Eat regularly: Having three main meals and one or two healthy snacks per day will help prevent drops in blood sugar that could elicit food cravings.

Make healthier choices: While you can eat sweets, chips and ice-cream; eating these will not help you meet the nutritional needs of your baby. By coming up with healthier versions (or lower calorie options) of the treats you crave, you will be replenishing your body stores (and your baby’s) with quality nutrients.

  • Longing for an apricot Danish? Why not spread four graham cracker squares with two tablespoons low-fat whipped cream cheese, topped with sliced fresh apricots?
  • Craving sweets? Cookies and ice-creams are not the only options! Try this yummy blender treat: combine fresh or frozen fruit with some milk in a blender for a delicious drink packed with vitamins or whip to desired consistency some low-fat frozen vanilla yogurt with some 100% cranberry juice.
  • Feeling like super-premium ice-cream? Go for lower-calorie frozen treats such as frozen yogurt, low-fat fudge bars, sorbet, sherbet, and frozen fruit bars.
  • Need some alcohol? Consider chocolate as a replacement treat. Chocolate is known to release feel-good hormones that may lift your mood (temporarily). Do not overindulge though.

Get busy with something else: If you had a snack within the last three-four hours, try getting your mind off food by going for a stroll; calling a pal; reading; running an errand (better not be to the grocery store!) or getting out of the kitchen.

Include regular physical activity (as permitted by your doctor).

Down-size a bit: If nothing can fight this craving of yours, you may want to choose smaller portions to satisfy yourself while limiting empty calories.

  • Got to have chocolate? Instead of a king-size bar, go for a fun-size bar.
  • Chips-urge? Pick a snack size bag of baked chips to limit fat intake and overall consumption.

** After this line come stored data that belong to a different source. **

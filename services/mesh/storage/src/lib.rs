//! Replay protection, message caches and persisted node settings for mesh.
//!
//! This crate provides the receive-side guards of the network layer: the
//! replay protection list, which rejects old messages per source, and the
//! message and duplicate caches, which drop repeated copies of the same
//! advertised PDU. It also defines the settings store that keeps the
//! sequence number, IV index state and replay list across restarts, with
//! pluggable backends (in-memory, JSON file).

#![warn(missing_docs)]
#![warn(clippy::all)]

pub mod backend;
pub mod cache;
pub mod rpl;

use serde::{Deserialize, Serialize};
use std::path::PathBuf;
use std::sync::Arc;
use thiserror::Error;

/// Storage errors
#[derive(Error, Debug)]
pub enum StorageError {
    /// I/O error
    #[error("I/O error: {0}")]
    Io(#[from] std::io::Error),
    /// Data corruption detected
    #[error("Data corruption: {0}")]
    Corruption(String),
    /// Entry not found
    #[error("Entry not found")]
    NotFound,
    /// Invalid operation
    #[error("Invalid operation: {0}")]
    Invalid(String),
    /// Serialization error
    #[error("Serialization error: {0}")]
    Serialization(#[from] serde_json::Error),
}

/// Persisted IV index state
#[derive(Clone, Copy, Debug, Default, PartialEq, Eq, Serialize, Deserialize)]
pub struct IvRecord {
    /// Current IV index
    pub iv_index: u32,
    /// IV update procedure in progress
    pub in_progress: bool,
    /// Hours spent in the current IV update state
    pub duration_hours: u32,
}

/// Persisted replay protection entry
#[derive(Clone, Copy, Debug, Default, PartialEq, Eq, Serialize, Deserialize)]
pub struct RplEntry {
    /// Source address; zero marks an empty slot
    pub src: u16,
    /// Highest sequence number accepted from the source
    pub seq: u32,
    /// Entry was recorded under the previous IV index
    pub old_iv: bool,
}

/// Node settings persisted across restarts
pub trait Settings: Send + Sync {
    /// Store the next sequence number
    fn store_seq(&self, seq: u32) -> Result<(), StorageError>;

    /// Load the stored sequence number
    fn load_seq(&self) -> Result<Option<u32>, StorageError>;

    /// Store the IV index state
    fn store_iv(&self, iv: IvRecord) -> Result<(), StorageError>;

    /// Load the stored IV index state
    fn load_iv(&self) -> Result<Option<IvRecord>, StorageError>;

    /// Store or replace the replay entry for `entry.src`
    fn store_rpl(&self, entry: RplEntry) -> Result<(), StorageError>;

    /// Remove the replay entry for a source
    fn remove_rpl(&self, src: u16) -> Result<(), StorageError>;

    /// Drop every replay entry
    fn clear_rpl(&self) -> Result<(), StorageError>;

    /// Load every replay entry
    fn load_rpl(&self) -> Result<Vec<RplEntry>, StorageError>;
}

/// Storage backend configuration
#[derive(Clone, Debug, Default, PartialEq, Eq, Serialize, Deserialize)]
pub enum StorageMode {
    /// In-memory storage (dev/tests only)
    #[default]
    InMemory,
    /// JSON snapshot file
    File {
        /// Path of the settings file
        path: PathBuf,
    },
}

// Re-export main types
pub use backend::file::FileSettings;
pub use backend::mem::MemorySettings;
pub use cache::{DupCache, MsgCache};
pub use rpl::{ReplayList, RplCheck, RplQuery, RplSlot};

/// Open the settings store described by `mode`
pub fn open(mode: &StorageMode) -> Result<Arc<dyn Settings>, StorageError> {
    match mode {
        StorageMode::InMemory => Ok(Arc::new(MemorySettings::new())),
        StorageMode::File { path } => Ok(Arc::new(FileSettings::open(path)?)),
    }
}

Some cravings can be dangerous

Craving for any of the following foods?

  • Raw and undercooked seafood, meat, and eggs;
  • Unpasteurised milk and any foods made from it, including Brie, feta, Camembert, Roquefort, and Mexican-style cheeses;
  • Unpasteurised juice;
  • Raw vegetable sprouts, including alfalfa, clover, and radish;
  • Some types of herbal teas;
  • Alcohol.

Steer clear of the above mentioned foods, no matter how irresistible and tempting they may be as these foods are considered health risks for pregnant women and developing babies.

Pica and harmful food cravings

Pica is the relentless consumption of substances of no nutritional value such as coal, dirt, paint, stones, clay, newspaper, toilet paper rolls, soap, toothpaste, sponges, furniture polish or cigarette butts. The list is endless.

These cravings are not only downright peculiar but could even be dangerous: the substances mentioned may be toxic or contaminated. They may lead to nutritional deficiencies by impeding nutrient absorption and utilisation by your body and that of your baby.

Although further studies are required, according to the Journal of the American Dietetic Association, pica may be linked to iron deficiency and poor nutrition. If you have any of these urges, resist eating the items you crave for, and report them to your doctor immediately.

Flour and cornstarch: if eaten in excess, these two may also be potentially dangerous since they can obstruct your bowels. Moreover, large consumption of flour and cornstarch may make you feel too full to be able to nourish yourself (and your baby) properly.

You might just need a hug!

While you should pay attention to your pregnancy cravings, you do not necessarily have to give in to them. The key is to be mindful of how much you eat and to have lots of emotional support. The ebb and flow of emotions that accompanies pregnancy may cause you to turn to food when all you really need is a big, warm hug!


    Young SL (2010) Pica in pregnancy: new ideas about an old condition. Annu Rev Nutr. 30:403-22.